> _EXERCISE AIM_
Below are entries; write every one of them out again exactly.

> _SUPPLIED INFORMATION_
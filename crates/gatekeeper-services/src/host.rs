//! Host-side verifier.
//!
//! Consumes the device → host byte stream, reassembles the ciphertext of the
//! current transfer, recomputes the running digest, and decides ALLOW or CUT
//! when the device announces its own digest.

use gatekeeper_core::codec::{CodecError, StreamDecoder, Unit};
use gatekeeper_core::crypto::{Blake3Digest, RunningDigest};
use gatekeeper_core::wire::{DeviceMessage, Digest, HostCommand};

#[derive(Debug, Clone, PartialEq, Eq)]
pub enum HostEvent {
    Device(DeviceMessage),
    /// One frame received. `total` is the transfer's ciphertext size so far.
    Frame { len: usize, total: u64 },
    /// The device announced its digest; `decision` is the line to send back.
    Verdict {
        decision: HostCommand,
        expected: Digest,
        computed: Digest,
    },
    Unrecognized(String),
    Framing(CodecError),
}

pub struct HostVerifier {
    decoder: StreamDecoder,
    digest: Box<dyn RunningDigest>,
    ciphertext: Vec<u8>,
    frames: u64,
}

impl Default for HostVerifier {
    fn default() -> Self {
        Self::new(StreamDecoder::default(), Box::new(Blake3Digest::new()))
    }
}

impl HostVerifier {
    pub fn new(decoder: StreamDecoder, digest: Box<dyn RunningDigest>) -> Self {
        Self {
            decoder,
            digest,
            ciphertext: Vec::new(),
            frames: 0,
        }
    }

    pub fn feed(&mut self, bytes: &[u8]) {
        self.decoder.extend(bytes);
    }

    pub fn next_event(&mut self) -> Option<HostEvent> {
        let unit = match self.decoder.next_unit()? {
            Ok(unit) => unit,
            Err(e) => return Some(HostEvent::Framing(e)),
        };

        let event = match unit {
            Unit::Frame(payload) => {
                self.digest.update(&payload);
                self.ciphertext.extend_from_slice(&payload);
                self.frames += 1;
                HostEvent::Frame {
                    len: payload.len(),
                    total: self.ciphertext.len() as u64,
                }
            }
            Unit::Line(line) => match line.parse::<DeviceMessage>() {
                Ok(DeviceMessage::Hash(expected)) => {
                    let computed = self.digest.finalize();
                    let decision = if computed == expected {
                        HostCommand::Allow
                    } else {
                        HostCommand::Cut
                    };
                    HostEvent::Verdict {
                        decision,
                        expected,
                        computed,
                    }
                }
                Ok(DeviceMessage::UsbInserted) => {
                    self.reset();
                    HostEvent::Device(DeviceMessage::UsbInserted)
                }
                Ok(msg) => HostEvent::Device(msg),
                Err(_) => HostEvent::Unrecognized(line),
            },
        };
        Some(event)
    }

    /// Frames received in the current transfer.
    pub fn frames(&self) -> u64 {
        self.frames
    }

    /// Hand over the reassembled ciphertext and start a fresh transfer.
    pub fn take_ciphertext(&mut self) -> Vec<u8> {
        let out = std::mem::take(&mut self.ciphertext);
        self.reset();
        out
    }

    fn reset(&mut self) {
        self.digest.reset();
        self.ciphertext.clear();
        self.frames = 0;
    }
}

> _SOLUTION FOR THIS EXERCISE_
filename crates/gatekeeper-services/src/host.rs
//! Host-side verifier.
//!
//! Consumes the device → host byte stream, reassembles the ciphertext of the
//! current transfer, recomputes the running digest, and decides ALLOW or CUT
//! when the device announces its own digest.

use gatekeeper_core::codec::{CodecError, StreamDecoder, Unit};
use gatekeeper_core::crypto::{Blake3Digest, RunningDigest};
use gatekeeper_core::wire::{DeviceMessage, Digest, HostCommand};

#[derive(Debug, Clone, PartialEq, Eq)]
pub enum HostEvent {
    Device(DeviceMessage),
    /// One frame received. `total` is the transfer's ciphertext size so far.
    Frame { len: usize, total: u64 },
    /// The device announced its digest; `decision` is the line to send back.
    Verdict {
        decision: HostCommand,
        expected: Digest,
        computed: Digest,
    },
    Unrecognized(String),
    Framing(CodecError),
}

pub struct HostVerifier {
    decoder: StreamDecoder,
    digest: Box<dyn RunningDigest>,
    ciphertext: Vec<u8>,
    frames: u64,
}

impl Default for HostVerifier {
    fn default() -> Self {
        Self::new(StreamDecoder::default(), Box::new(Blake3Digest::new()))
    }
}

impl HostVerifier {
    pub fn new(decoder: StreamDecoder, digest: Box<dyn RunningDigest>) -> Self {
        Self {
            decoder,
            digest,
            ciphertext: Vec::new(),
            frames: 0,
        }
    }

    pub fn feed(&mut self, bytes: &[u8]) {
        self.decoder.extend(bytes);
    }

    pub fn next_event(&mut self) -> Option<HostEvent> {
        let unit = match self.decoder.next_unit()? {
            Ok(unit) => unit,
            Err(e) => return Some(HostEvent::Framing(e)),
        };

        let event = match unit {
            Unit::Frame(payload) => {
                self.digest.update(&payload);
                self.ciphertext.extend_from_slice(&payload);
                self.frames += 1;
                HostEvent::Frame {
                    len: payload.len(),
                    total: self.ciphertext.len() as u64,
                }
            }
            Unit::Line(line) => match line.parse::<DeviceMessage>() {
                Ok(DeviceMessage::Hash(expected)) => {
                    let computed = self.digest.finalize();
                    let decision = if computed == expected {
                        HostCommand::Allow
                    } else {
                        HostCommand::Cut
                    };
                    HostEvent::Verdict {
                        decision,
                        expected,
                        computed,
                    }
                }
                Ok(DeviceMessage::UsbInserted) => {
                    self.reset();
                    HostEvent::Device(DeviceMessage::UsbInserted)
                }
                Ok(msg) => HostEvent::Device(msg),
                Err(_) => HostEvent::Unrecognized(line),
            },
        };
        Some(event)
    }

    /// Frames received in the current transfer.
    pub fn frames(&self) -> u64 {
        self.frames
    }

    /// Hand over the reassembled ciphertext and start a fresh transfer.
    pub fn take_ciphertext(&mut self) -> Vec<u8> {
        let out = std::mem::take(&mut self.ciphertext);
        self.reset();
        out
    }

    fn reset(&mut self) {
        self.digest.reset();
        self.ciphertext.clear();
        self.frames = 0;
    }
}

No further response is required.